In Defense of Turtle Nostrils

April 2, 2014


This thing (reported by Bad Ass Digest) where a fan fixed the creepy snouts from Michael Bay‘s new Teenage Mutant Ninja Turtles film has been making the rounds. Not having seen the trailer, I was in agreement. Yeah, those nostrils sure create a horrible uncanny valley feeling and the fan sure improved these Turtles. But then I watched the trailer.

And, you know, I think Bay’s redesign—so long as you’re not looking at a still photo—actually works really well. If for no other reason than in the previous live-action films the faithful-to-the-source material facial designs never really worked. In the comic and cartoon those absurdly wide mouths and not having nostrils was fine. It was a comic, it was a cartoon, suspension of disbelief was easy. Sure, they had to breathe through their mouths like, well, I guess like teenage boys, but they looked cute and goofy and fitting for a cartoon. This new take on their appearance makes them strangely more relatable. They’re hideous mutants, more-so than before, but in a kind of cutesy, charming Quazimodo way.

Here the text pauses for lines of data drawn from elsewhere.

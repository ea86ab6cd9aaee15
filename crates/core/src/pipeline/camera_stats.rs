use serde::Serialize;

/// Running counters for one camera worker.
#[derive(Clone, Debug, Default, PartialEq, Eq, Serialize)]
pub struct CameraStats {
    pub frames_read: u64,
    pub frames_processed: u64,
    /// Frames skipped by the stride setting.
    pub frames_skipped: u64,
    pub detections: u64,
    pub detector_failures: u64,
    pub embedder_failures: u64,
    pub crops_too_small: u64,
    pub recognitions: u64,
    pub registrations: u64,
    pub registration_failures: u64,
    pub reconnects: u64,
    pub last_frame_ms: Option<u64>,
}

impl CameraStats {
    /// One-line form used in log output.
    pub fn brief(&self) -> String {
        format!(
            "{} frames ({} skipped), {} detections, {} recognized, {} registered, {} reconnects, {} detector / {} embedder failures",
            self.frames_read,
            self.frames_skipped,
            self.detections,
            self.recognitions,
            self.registrations,
            self.reconnects,
            self.detector_failures,
            self.embedder_failures,
        )
    }
}
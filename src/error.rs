//! Error types for the store and the HTTP layer

use axum::{
    http::StatusCode,
    response::{IntoResponse, Response},
    Json,
};
use serde_json::json;
use thiserror::Error;

/// Failures raised by [`crate::database::Store`]
#[derive(Error, Debug)]
pub enum StoreError {
    #[error("database error: {0}")]
    Database(#[from] redb::Error),

    #[error("serialization error: {0}")]
    Serialization(#[from] serde_json::Error),

    #[error("{0} not found")]
    NotFound(String),

    #[error("{0} already exists")]
    AlreadyExists(String),

    /// The requested dates overlap an existing reservation
    #[error("dates already booked")]
    Conflict,
}

// redb splits its errors per operation; all of them fold into `redb::Error`.
macro_rules! impl_from_redb {
    ($($ty:ty),* $(,)?) => {
        $(
            impl From<$ty> for StoreError {
                fn from(err: $ty) -> Self {
                    StoreError::Database(err.into())
                }
            }
        )*
    };
}

impl_from_redb!(
    redb::DatabaseError,
    redb::TransactionError,
    redb::TableError,
    redb::StorageError,
    redb::CommitError,
);

/// Errors returned by HTTP handlers
///
/// Rendered as `{"error": <message>, "code": <code>}`.
#[derive(Error, Debug)]
pub enum AppError {
    /// Local input problem detected before touching the store
    #[error("{0}")]
    Validation(String),

    #[error("{0}")]
    PaymentDeclined(String),

    #[error("{0}")]
    NotFound(String),

    #[error("{0}")]
    Conflict(String),

    /// Store failure; the message is generic, details go to the log
    #[error("{0}")]
    Store(String),
}

impl AppError {
    /// Converts a store failure into a client-facing error.
    ///
    /// Storage and encoding failures are logged and replaced by `generic`,
    /// without distinguishing their cause.
    pub fn from_store(err: StoreError, generic: &str) -> Self {
        match err {
            StoreError::NotFound(what) => AppError::NotFound(format!("{} not found", what)),
            StoreError::AlreadyExists(what) => {
                AppError::Conflict(format!("{} already exists", what))
            }
            StoreError::Conflict => {
                AppError::Conflict("These dates are already booked.".to_string())
            }
            other => {
                tracing::error!(error = %other, "{}", generic);
                AppError::Store(generic.to_string())
            }
        }
    }

    fn status_and_code(&self) -> (StatusCode, &'static str) {
        match self {
            AppError::Validation(_) => (StatusCode::BAD_REQUEST, "validation"),
            AppError::PaymentDeclined(_) => (StatusCode::PAYMENT_REQUIRED, "payment_declined"),
            AppError::NotFound(_) => (StatusCode::NOT_FOUND, "not_found"),
            AppError::Conflict(_) => (StatusCode::CONFLICT, "conflict"),
            AppError::Store(_) => (StatusCode::INTERNAL_SERVER_ERROR, "store_error"),
        }
    }
}

impl IntoResponse for AppError {
    fn into_response(self) -> Response {
        let (status, code) = self.status_and_code();
        (
            status,
            Json(json!({
                "error": self.to_string(),
                "code": code,
            })),
        )
            .into_response()
    }
}
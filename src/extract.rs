//! Request extractors that answer malformed input with the API's JSON errors
//!
//! axum's own `Json` and `Query` reject with plain-text bodies. These wrappers
//! run the same extraction and turn the rejection into
//! [`AppError::Validation`], so every 4xx body has the `{"error","code"}` shape.

use axum::{
    extract::{
        rejection::{JsonRejection, QueryRejection},
        FromRequest, FromRequestParts, Query, Request,
    },
    http::request::Parts,
    Json,
};
use serde::de::DeserializeOwned;

use crate::error::AppError;

/// JSON request body
#[derive(Debug, Clone, Copy, Default)]
pub struct ApiJson<T>(pub T);

/// Query string parameters
#[derive(Debug, Clone, Copy, Default)]
pub struct ApiQuery<T>(pub T);

impl From<JsonRejection> for AppError {
    fn from(rejection: JsonRejection) -> Self {
        AppError::Validation(rejection.body_text())
    }
}

impl From<QueryRejection> for AppError {
    fn from(rejection: QueryRejection) -> Self {
        AppError::Validation(rejection.body_text())
    }
}

impl<S, T> FromRequest<S> for ApiJson<T>
where
    T: DeserializeOwned,
    S: Send + Sync,
{
    type Rejection = AppError;

    async fn from_request(req: Request, state: &S) -> Result<Self, Self::Rejection> {
        let Json(value) = Json::<T>::from_request(req, state).await?;
        Ok(ApiJson(value))
    }
}

impl<S, T> FromRequestParts<S> for ApiQuery<T>
where
    T: DeserializeOwned,
    S: Send + Sync,
{
    type Rejection = AppError;

    async fn from_request_parts(parts: &mut Parts, state: &S) -> Result<Self, Self::Rejection> {
        let Query(value) = Query::<T>::from_request_parts(parts, state).await?;
        Ok(ApiQuery(value))
    }
}
//! Date-range conflict detection for bookings

use chrono::NaiveDate;
use serde::{Deserialize, Serialize};

use crate::error::AppError;
use crate::model::{Listing, Reservation};

/// How a requested stay is compared against an existing reservation's bounds
#[derive(Debug, Clone, Copy, PartialEq, Eq, Default, Serialize, Deserialize)]
#[serde(rename_all = "snake_case")]
pub enum BoundaryPolicy {
    /// Both ends inclusive: a stay starting on another stay's checkout day
    /// conflicts with it.
    #[default]
    Inclusive,

    /// Half-open `[start, end)` ranges: checkout day may be the next
    /// guest's check-in day.
    SameDayTurnover,
}

/// A validated stay, `start < end`
#[derive(Debug, Clone, Copy, PartialEq, Eq, Serialize)]
pub struct DateRange {
    pub start: NaiveDate,
    pub end: NaiveDate,
}

impl DateRange {
    /// Builds a range from optional dates as they arrive from forms.
    pub fn from_parts(
        start: Option<NaiveDate>,
        end: Option<NaiveDate>,
    ) -> Result<Self, AppError> {
        match (start, end) {
            (Some(start), Some(end)) => Self::new(start, end),
            _ => Err(AppError::Validation(
                "Select a valid date range.".to_string(),
            )),
        }
    }

    pub fn new(start: NaiveDate, end: NaiveDate) -> Result<Self, AppError> {
        if start >= end {
            return Err(AppError::Validation(
                "The start date must be before the end date.".to_string(),
            ));
        }
        Ok(Self { start, end })
    }

    /// Number of nights between check-in and checkout
    pub fn nights(&self) -> u32 {
        u32::try_from((self.end - self.start).num_days()).unwrap_or(u32::MAX)
    }
}

/// True when a requested stay `[start, end]` collides with a reservation
/// spanning `[booked_start, booked_end]`.
pub fn conflicts(
    policy: BoundaryPolicy,
    start: NaiveDate,
    end: NaiveDate,
    booked_start: NaiveDate,
    booked_end: NaiveDate,
) -> bool {
    match policy {
        BoundaryPolicy::Inclusive => {
            let start_inside = booked_start <= start && start <= booked_end;
            let end_inside = booked_start <= end && end <= booked_end;
            let contains = start <= booked_start && end >= booked_end;
            start_inside || end_inside || contains
        }
        BoundaryPolicy::SameDayTurnover => start < booked_end && booked_start < end,
    }
}

/// Decides whether `listing` is free for `[start, end]`.
///
/// Reservations belonging to other listings are ignored. Linear in the
/// number of reservations.
pub fn is_available(
    listing: &Listing,
    reservations: &[Reservation],
    start: NaiveDate,
    end: NaiveDate,
    policy: BoundaryPolicy,
) -> bool {
    !reservations
        .iter()
        .filter(|r| r.listing_id == listing.id)
        .any(|r| conflicts(policy, start, end, r.start_date, r.end_date))
}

And I can kind of believe in them.

In the old movies, let’s be honest here, the Turtles just seemed like a really, really stupid idea and looked really, really dumb.

Now, if we want to talk about potential problems revealed in the trailer (which at first viewing looked surprisingly decent) I think we can find a few things.

  1. Megan Fox as April O’Neil. She appears to be doing an okay acting job this time out but you only actually see her in flashes. I’m not sure she even says more than one or two syllables in the whole trailer. The only “acting” we see is a horrible pantomime fainting spell. Besides the obvious question of SINCE WHEN DOES APRIL O’NEIL FAINT? this gives us an indication of the level of humour we can expect. Namely a low-level but pervasive misogyny (hahaha she fainted like a weak girl hahaha) and I suspect this will be a running gag. Undoubtedly, former role-model April will be little reduced to little more than a damsel to be placed in successively more distressing rescue situations until the bound-to-be explosive finale explodes in an orgy of fireballs, heat shimmers, flying debris and sub-sonic detonation bass-drops. I also expect fart jokes (that’s fine, if you’re into that) and some homophobic digs between Turtle-bros. I hope not, but this is where’d I’d place my bets if I were a betting man.
  2. The plot appears to just be Robocop but with mutant turtles instead of a cyborg. The city is basically RoCo’s New Detroit and the Turles, just like our buddy RoCo, have been created specifically to combat the waves of crime and terrorism which plague the city. It’s not the derivative nature of this scenario that bugs me (though it does seem lazy and boring) as much as that in the original Turtle mythos our boys originated from pets lost in the sewers that got into some toxic waste. There was a nice irony that our toxic follies are what will create our mutant saviors—sort of a reverse Godzilla-effect. Also, the Turtles took it upon themselves to become our heroes instead of it being something they’re being forced into—and will supposedly struggle with in various annoying and boring angsty ways.
  3. Perhaps the worst though is that sliding down the snowy mountainside scene. I can’t help but feel this points to what will prove to be a reliance on “theme park ride” action set-pieces which are, I think everyone except Hollywood has figured out by now, never as exciting as they promise to be. Yet action film plots these days continue to be little more than the glue which holds a half-dozen of these things together. On the plus side, there’ll lots of opportunities for bathroom breaks if you (unlike me) are planning to see this in the theatre.

So far the only thing I can see that looks legitimately good about this film is the kind of creepy Turtle redesign.